* _DIRECTIONS_
When you reach the line containing "a solver backend." in the data below, begin returning lines exactly as written, and stop once the line containing "The backend failed" has been returned.

* _RECORD EXCERPTS_
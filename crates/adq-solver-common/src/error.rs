//! Error types for linear problem construction and solving.

use thiserror::Error;

/// Errors raised by a [`LinearProblem`](crate::LinearProblem) sink.
#[derive(Debug, Clone, PartialEq, Eq, Error)]
pub enum LinearProblemError {
    /// Variables and constraints share one namespace.
    #[error("Element name already exists in linear problem: '{0}'")]
    ElementAlreadyExists(String),

    /// A handle issued by another problem, or never issued at all.
    #[error("Invalid {kind} handle: not issued by this linear problem")]
    InvalidHandle { kind: &'static str },
}

pub type ProblemResult<T> = Result<T, LinearProblemError>;

/// Errors that can occur while invoking a solver backend.
///
/// A solve that merely finds no solution is *not* an error: it returns a
/// [`MipSolution`](crate::MipSolution) with a non-success status.
#[derive(Debug, Error)]
pub enum SolverError {
    /// Unknown backend name.
    #[error("Unknown solver backend: {0}")]
    UnknownBackend(String),

    /// The backend failed in a way a retry cannot fix (allocation failure,
    /// inconsistent internal state, unexpected status).
    #[error("Internal error in solver '{backend}': {message}")]
    Internal {
        backend: &'static str,
        message: String,
    },

    /// The problem has integer columns and the backend only solves their
    /// continuous relaxation.
    #[error("Solver '{backend}' does not support integer variables ({count} in the problem)")]
    IntegersUnsupported { backend: &'static str, count: usize },

    /// Generic IO error.
    #[error("IO error: {0}")]
    Io(#[from] std::io::Error),
}

impl SolverError {
    pub fn is_internal(&self) -> bool {
        matches!(self, SolverError::Internal { .. })
    }
}

/// Result type alias for solver operations.
pub type SolverResult<T> = Result<T, SolverError>;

* _RESULT_
/// Errors that can occur while invoking a solver backend.
///
/// A solve that merely finds no solution is *not* an error: it returns a
/// [`MipSolution`](crate::MipSolution) with a non-success status.
#[derive(Debug, Error)]
pub enum SolverError {
    /// Unknown backend name.
    #[error("Unknown solver backend: {0}")]
    UnknownBackend(String),

    /// The backend failed in a way a retry cannot fix (allocation failure,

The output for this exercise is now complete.